Monday, August 26, 2019 9:49:09 PM
‘Significant outreach’
One document, dated June of 2015, outlines some of Monsanto’s lobbying strategies following the IARC’s classification of glyphosate as a carcinogen risk. The company would use “significant outreach within the US government” to shift opinion in the company’s favor.
First and foremost, the firm laid out its plan to persuade the World Health Organization (WHO) to give “clarification” on the IARC decision, effectively pressuring the organization to undermine its own finding. In doing so, the firm leveraged far-reaching connections at the Environmental Protection Agency, the Department of Agriculture, the Office of the US Trade Representative, the State Department, the Department of Health and Human Services, as well as within Congress.
Another email exchange, from later in 2015, further details Monsanto’s efforts to combat the IARC’s message, including placing pro-glyphosate ads and op-eds in US media – the company explored using a “medical doctor” to pen an article – and preparing a letter to send to lawmakers.
The company also paid consultants to draft a letter accusing the IARC of dealing in “bunk science,” which it planned to be ‘ghostwritten’ under the name of Congressman Rob Aderholt (R-AL) and addressed to the director of the National Institutes for Health (NIH), a public health research agency and the IARC’s biggest funder. In the draft letter, the congressmen would have threatened a reassessment of the NIH’ s budget if it didn’t take the proper line on glyphosate.
While Aderholt did request the NIH to review IARC’s glyphosate work in a letter that echoed some points in the ghostwritten draft, he ultimately did not use the template letter supplied by Monsanto. However, a Monsanto consultant, Todd Rands, argued during a court deposition that such ghostwriting is “common practice in Washington.”
How US regulators embrace toxic pesticides & the corporations that make them
Other lawmakers also worked in tandem with the company’s IARC counter-campaign, including congressmen Jason Chaffetz (R-UT), Trey Gowdy (R-SC) and Lamar Smith (R-TX, now retired), and the firm coordinated closely with Republican members of congressional committees, such as the Oversight and Science panels.
In 2018, Smith, as chair of the House Science Committee, devoted an entire committee meeting to questioning the IARC, particularly on the issue of glyphosate, and later sent letters to researchers in Norway demanding they “correct the flaws in IARC.”
A second set of recently published litigation records also revealed that Monsanto contracted with corporate intelligence outfit Hakluyt to observe and confer with Washington lawmakers, perhaps worried some may break ranks. Reassuring the firm, a White House policy adviser told Hakluyt. “We have Monsanto’s back on pesticide regulation” and that “Monsanto need not fear any additional regulation from this administration.”
Silencing the critics
Yet another trove of documents obtained by The Guardian earlier this month, however, shows that Monsanto went far beyond lobbying congress and other government agencies. In its efforts to combat reporting on the dangers of glyphosate, the company created a “fusion center” to monitor journalists and activists, and developed a “multi-pronged” strategy to smear inconvenient critics.
Austria becomes first EU country to ban glyphosate weedkiller
In one case, the firm distributed “talking points” to “third parties” in order to counter reporter Carey Gillam’s 2017 book – ’Whitewash: The Story of a Weed Killer, Cancer, and the Corruption of Science’ – and instructed “industry and farmer customers” on how to leave negative reviews on her work.
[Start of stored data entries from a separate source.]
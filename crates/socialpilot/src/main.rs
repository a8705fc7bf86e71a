//! SocialPilot: headless social-media cross-posting automation.
//!
//! Subcommands:
//! - `daemon`: recurring reconcile passes plus the liveness web server
//! - `run-once`: a single reconcile pass, then exit (manual trigger)

use clap::{Args, Parser, Subcommand};
use miette::Result;
use tracing_subscriber::{layer::SubscriberExt, util::SubscriberInitExt};

mod daemon;

/// Connection settings shared by every subcommand.
#[derive(Args, Clone)]
struct ConnectionArgs {
    /// Spreadsheet holding the posting schedule
    #[arg(long, env = "GOOGLE_SHEET_ID")]
    spreadsheet_id: String,

    /// Tab name within the spreadsheet
    #[arg(long, default_value = "Sheet1")]
    sheet_tab: String,

    /// Bearer token for the Sheets and Drive APIs
    #[arg(long, env = "GOOGLE_API_TOKEN")]
    google_token: String,

    /// Distribution API key
    #[arg(long, env = "UPLOAD_POST_API_KEY")]
    upload_api_key: String,

    /// Distribution API account identifier
    #[arg(long, env = "UPLOAD_POST_USER_ID")]
    upload_user: String,
}

#[derive(Parser)]
#[command(name = "socialpilot")]
#[command(about = "Headless social-media cross-posting automation", long_about = None)]
struct Cli {
    #[command(subcommand)]
    command: Commands,
}

#[derive(Subcommand)]
enum Commands {
    /// Run the automation daemon (recurring passes + web server)
    Daemon {
        #[command(flatten)]
        connection: ConnectionArgs,

        /// Seconds between reconcile passes
        #[arg(long, default_value = "3600")]
        poll_interval: u64,

        /// Web server port
        #[arg(long, env = "PORT", default_value = "5000")]
        port: u16,
    },

    /// Run a single reconcile pass and exit
    RunOnce {
        #[command(flatten)]
        connection: ConnectionArgs,
    },

    /// Generate a title and description for a topic (operator helper)
    Enrich {
        /// Gemini API key
        #[arg(long, env = "GEMINI_API_KEY")]
        gemini_api_key: String,

        /// What the video is about
        #[arg(long)]
        topic: String,

        /// Target platforms, comma-separated
        #[arg(long, value_delimiter = ',', default_value = "tiktok,instagram,youtube")]
        platforms: Vec<String>,
    },
}

#[tokio::main]
async fn main() -> Result<()> {
    // Initialize tracing
    tracing_subscriber::registry()
        .with(tracing_subscriber::EnvFilter::new(
            std::env::var("RUST_LOG").unwrap_or_else(|_| "socialpilot=info".to_string()),
        ))
        .with(tracing_subscriber::fmt::layer())
        .init();

    let cli = Cli::parse();

    match cli.command {
        Commands::Daemon {
            connection,
            poll_interval,
            port,
        } => daemon::run(config(connection, poll_interval, port)).await,

        Commands::RunOnce { connection } => daemon::run_once(config(connection, 0, 0)).await,

        Commands::Enrich {
            gemini_api_key,
            topic,
            platforms,
        } => enrich(gemini_api_key, topic, platforms).await,
    }
}

async fn enrich(api_key: String, topic: String, platforms: Vec<String>) -> Result<()> {
    let client = socialpilot_enrich::EnrichClient::new(api_key);
    let metadata = client
        .generate(&topic, &platforms)
        .await
        .map_err(|e| miette::miette!("{}", e))?;

    println!("Title: {}\n\n{}", metadata.title, metadata.description);
    Ok(())
}

fn config(connection: ConnectionArgs, poll_interval: u64, port: u16) -> daemon::Config {
    daemon::Config {
        spreadsheet_id: connection.spreadsheet_id,
        sheet_tab: connection.sheet_tab,
        google_token: connection.google_token,
        upload_api_key: connection.upload_api_key,
        upload_user: connection.upload_user,
        poll_interval,
        port,
    }
}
The company maintained a “Carey Gillam Book” spreadsheet which detailed over 20 separate “actions” devoted to tarnishing the work before its publication.
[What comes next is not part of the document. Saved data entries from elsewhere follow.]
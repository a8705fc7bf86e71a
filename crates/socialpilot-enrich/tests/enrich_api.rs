//! Integration tests for the enrichment client against a mocked model API.

use serde_json::json;
use wiremock::matchers::{body_string_contains, method, path};
use wiremock::{Mock, MockServer, ResponseTemplate};

use socialpilot_enrich::{EnrichClient, EnrichError};

#[tokio::test]
async fn generate_parses_structured_output_and_folds_hashtags() {
    let server = MockServer::start().await;

    let inner = json!({
        "title": "Launch day!",
        "description": "We are live.",
        "hashtags": ["launch", "startup"]
    });
    Mock::given(method("POST"))
        .and(path("/models/gemini-3-flash-preview:generateContent"))
        .and(body_string_contains("viral social media strategist"))
        .respond_with(ResponseTemplate::new(200).set_body_json(json!({
            "candidates": [{
                "content": { "parts": [{ "text": inner.to_string() }] }
            }]
        })))
        .mount(&server)
        .await;

    let client = EnrichClient::new("key").with_base_url(server.uri());
    let meta = client
        .generate("our product launch", &["facebook".to_string()])
        .await
        .unwrap();

    assert_eq!(meta.title, "Launch day!");
    assert_eq!(meta.description, "We are live.\n\n#launch #startup");
}

#[tokio::test]
async fn generate_surfaces_api_errors() {
    let server = MockServer::start().await;

    Mock::given(method("POST"))
        .respond_with(ResponseTemplate::new(429).set_body_string("quota exhausted"))
        .mount(&server)
        .await;

    let client = EnrichClient::new("key").with_base_url(server.uri());
    let err = client.generate("topic", &[]).await.unwrap_err();
    assert!(matches!(err, EnrichError::Api { status: 429, .. }));
}

#[tokio::test]
async fn generate_rejects_unparseable_candidate_text() {
    let server = MockServer::start().await;

    Mock::given(method("POST"))
        .respond_with(ResponseTemplate::new(200).set_body_json(json!({
            "candidates": [{
                "content": { "parts": [{ "text": "not json" }] }
            }]
        })))
        .mount(&server)
        .await;

    let client = EnrichClient::new("key").with_base_url(server.uri());
    let err = client.generate("topic", &[]).await.unwrap_err();
    assert!(matches!(err, EnrichError::InvalidResponse(_)));
}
Monsanto also paid Google to promote search results critical of Gillam’s book, while staff at the company discussed putting pressure on the reporter’s editors, hoping to get her “reassigned.”
“I’ve always known that Monsanto didn’t like my work … and worked to pressure editors and silence me, but I never imagined a multi-billion dollar company would actually spend so much time and energy and personnel on me,” Gillam told The Guardian. “It’s astonishing.”
The so-called fusion center also closely tracked other activists, including the Twitter activity of musician Neil Young, a longtime critic of the agri-giant, and even “evaluated the lyrics” on one of his albums to develop “a list of 20+ potential topics he may target.”
Despite the growing body of research indicating that glyphosate poses health risks, and a number of court settlements rewarding plaintiffs alleging the same, Roundup in its current form remains legal in the United States. As long as Monsanto ghostwrites scientific research with its own bottom line in mind, and keeps former lawmakers – such as Lamar Smith – on retainer as lobbyists, it just might stay that way.